Required work: An exact copy of the line containing "Invalid JSON, non-relayed" and of every line after it, through the last line of the material, is what should be returned.

Provided data:
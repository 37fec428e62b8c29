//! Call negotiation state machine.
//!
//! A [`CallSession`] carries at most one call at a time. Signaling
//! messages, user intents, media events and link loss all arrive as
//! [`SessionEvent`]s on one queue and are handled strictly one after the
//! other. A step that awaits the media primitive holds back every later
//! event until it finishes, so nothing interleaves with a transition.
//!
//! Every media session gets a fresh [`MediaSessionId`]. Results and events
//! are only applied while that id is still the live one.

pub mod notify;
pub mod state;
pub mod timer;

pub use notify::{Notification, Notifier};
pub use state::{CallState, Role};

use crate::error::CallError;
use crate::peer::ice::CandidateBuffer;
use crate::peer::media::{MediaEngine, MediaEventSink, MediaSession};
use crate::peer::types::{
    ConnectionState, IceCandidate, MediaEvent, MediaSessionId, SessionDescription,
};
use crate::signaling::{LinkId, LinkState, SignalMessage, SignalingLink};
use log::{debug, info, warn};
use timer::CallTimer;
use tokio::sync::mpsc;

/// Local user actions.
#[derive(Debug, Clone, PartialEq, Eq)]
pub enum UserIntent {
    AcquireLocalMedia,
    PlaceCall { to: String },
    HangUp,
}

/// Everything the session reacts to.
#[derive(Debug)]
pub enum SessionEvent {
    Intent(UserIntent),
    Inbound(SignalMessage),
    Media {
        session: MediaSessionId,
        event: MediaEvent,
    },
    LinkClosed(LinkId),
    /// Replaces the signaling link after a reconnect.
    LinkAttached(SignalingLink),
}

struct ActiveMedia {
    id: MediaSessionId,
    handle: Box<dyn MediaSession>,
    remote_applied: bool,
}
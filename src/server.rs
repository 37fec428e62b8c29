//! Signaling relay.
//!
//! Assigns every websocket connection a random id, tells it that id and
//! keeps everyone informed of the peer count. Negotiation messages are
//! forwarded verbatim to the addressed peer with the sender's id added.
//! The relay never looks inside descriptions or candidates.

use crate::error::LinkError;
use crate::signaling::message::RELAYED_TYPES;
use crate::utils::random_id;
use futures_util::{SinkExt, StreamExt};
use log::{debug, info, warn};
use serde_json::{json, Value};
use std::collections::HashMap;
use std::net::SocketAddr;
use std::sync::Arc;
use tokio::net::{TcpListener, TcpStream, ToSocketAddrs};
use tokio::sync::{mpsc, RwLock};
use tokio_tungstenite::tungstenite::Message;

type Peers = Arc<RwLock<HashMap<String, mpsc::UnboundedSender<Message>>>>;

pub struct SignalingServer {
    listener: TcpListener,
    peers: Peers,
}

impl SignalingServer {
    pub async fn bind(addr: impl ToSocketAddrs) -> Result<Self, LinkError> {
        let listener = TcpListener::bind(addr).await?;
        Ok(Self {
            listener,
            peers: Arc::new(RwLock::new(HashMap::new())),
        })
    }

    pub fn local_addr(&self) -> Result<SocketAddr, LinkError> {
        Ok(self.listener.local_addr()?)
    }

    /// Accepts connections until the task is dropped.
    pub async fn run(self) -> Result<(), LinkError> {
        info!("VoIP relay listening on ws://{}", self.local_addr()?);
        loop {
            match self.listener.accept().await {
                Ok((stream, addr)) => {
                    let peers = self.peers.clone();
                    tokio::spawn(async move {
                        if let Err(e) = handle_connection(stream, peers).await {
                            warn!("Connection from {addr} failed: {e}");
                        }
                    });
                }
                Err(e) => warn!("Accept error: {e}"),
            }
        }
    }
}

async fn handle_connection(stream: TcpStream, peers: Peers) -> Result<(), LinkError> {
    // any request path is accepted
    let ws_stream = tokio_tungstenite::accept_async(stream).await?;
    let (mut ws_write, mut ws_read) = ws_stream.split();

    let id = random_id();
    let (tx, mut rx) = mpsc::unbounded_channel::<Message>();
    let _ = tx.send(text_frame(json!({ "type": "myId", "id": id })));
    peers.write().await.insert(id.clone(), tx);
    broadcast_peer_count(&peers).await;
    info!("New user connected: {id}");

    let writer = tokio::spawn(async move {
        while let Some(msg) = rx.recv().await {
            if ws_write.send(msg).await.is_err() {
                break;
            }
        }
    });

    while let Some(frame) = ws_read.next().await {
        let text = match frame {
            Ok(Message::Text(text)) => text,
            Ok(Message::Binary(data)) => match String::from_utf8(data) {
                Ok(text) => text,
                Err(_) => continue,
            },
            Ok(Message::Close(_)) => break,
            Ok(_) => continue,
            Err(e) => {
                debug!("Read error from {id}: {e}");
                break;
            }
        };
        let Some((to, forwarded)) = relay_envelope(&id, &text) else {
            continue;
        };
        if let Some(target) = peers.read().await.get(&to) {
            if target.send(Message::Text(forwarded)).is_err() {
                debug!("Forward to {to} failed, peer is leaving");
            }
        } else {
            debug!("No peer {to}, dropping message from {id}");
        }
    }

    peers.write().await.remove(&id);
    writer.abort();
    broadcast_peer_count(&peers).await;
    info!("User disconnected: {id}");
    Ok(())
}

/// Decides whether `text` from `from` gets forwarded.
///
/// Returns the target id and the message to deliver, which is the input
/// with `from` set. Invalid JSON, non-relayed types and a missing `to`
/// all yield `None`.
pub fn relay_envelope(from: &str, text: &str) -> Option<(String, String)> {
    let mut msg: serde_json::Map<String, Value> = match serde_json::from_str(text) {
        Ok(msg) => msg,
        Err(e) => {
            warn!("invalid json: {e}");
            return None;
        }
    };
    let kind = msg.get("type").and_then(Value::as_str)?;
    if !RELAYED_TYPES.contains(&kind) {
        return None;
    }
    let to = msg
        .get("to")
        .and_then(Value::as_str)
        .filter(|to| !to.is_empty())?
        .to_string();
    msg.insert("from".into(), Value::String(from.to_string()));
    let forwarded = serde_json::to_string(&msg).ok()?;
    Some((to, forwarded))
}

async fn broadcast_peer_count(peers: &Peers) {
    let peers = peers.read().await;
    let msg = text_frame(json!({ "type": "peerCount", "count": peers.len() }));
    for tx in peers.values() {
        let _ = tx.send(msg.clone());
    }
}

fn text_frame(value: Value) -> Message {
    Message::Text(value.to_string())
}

Answer to the problem:
/// with `from` set. Invalid JSON, non-relayed types and a missing `to`
/// all yield `None`.
pub fn relay_envelope(from: &str, text: &str) -> Option<(String, String)> {
    let mut msg: serde_json::Map<String, Value> = match serde_json::from_str(text) {
        Ok(msg) => msg,
        Err(e) => {
            warn!("invalid json: {e}");
            return None;
        }
    };
    let kind = msg.get("type").and_then(Value::as_str)?;
    if !RELAYED_TYPES.contains(&kind) {
        return None;
    }
    let to = msg
        .get("to")
        .and_then(Value::as_str)
        .filter(|to| !to.is_empty())?
        .to_string();
    msg.insert("from".into(), Value::String(from.to_string()));
    let forwarded = serde_json::to_string(&msg).ok()?;
    Some((to, forwarded))
}

async fn broadcast_peer_count(peers: &Peers) {
    let peers = peers.read().await;
    let msg = text_frame(json!({ "type": "peerCount", "count": peers.len() }));
    for tx in peers.values() {
        let _ = tx.send(msg.clone());
    }
}

fn text_frame(value: Value) -> Message {
    Message::Text(value.to_string())
}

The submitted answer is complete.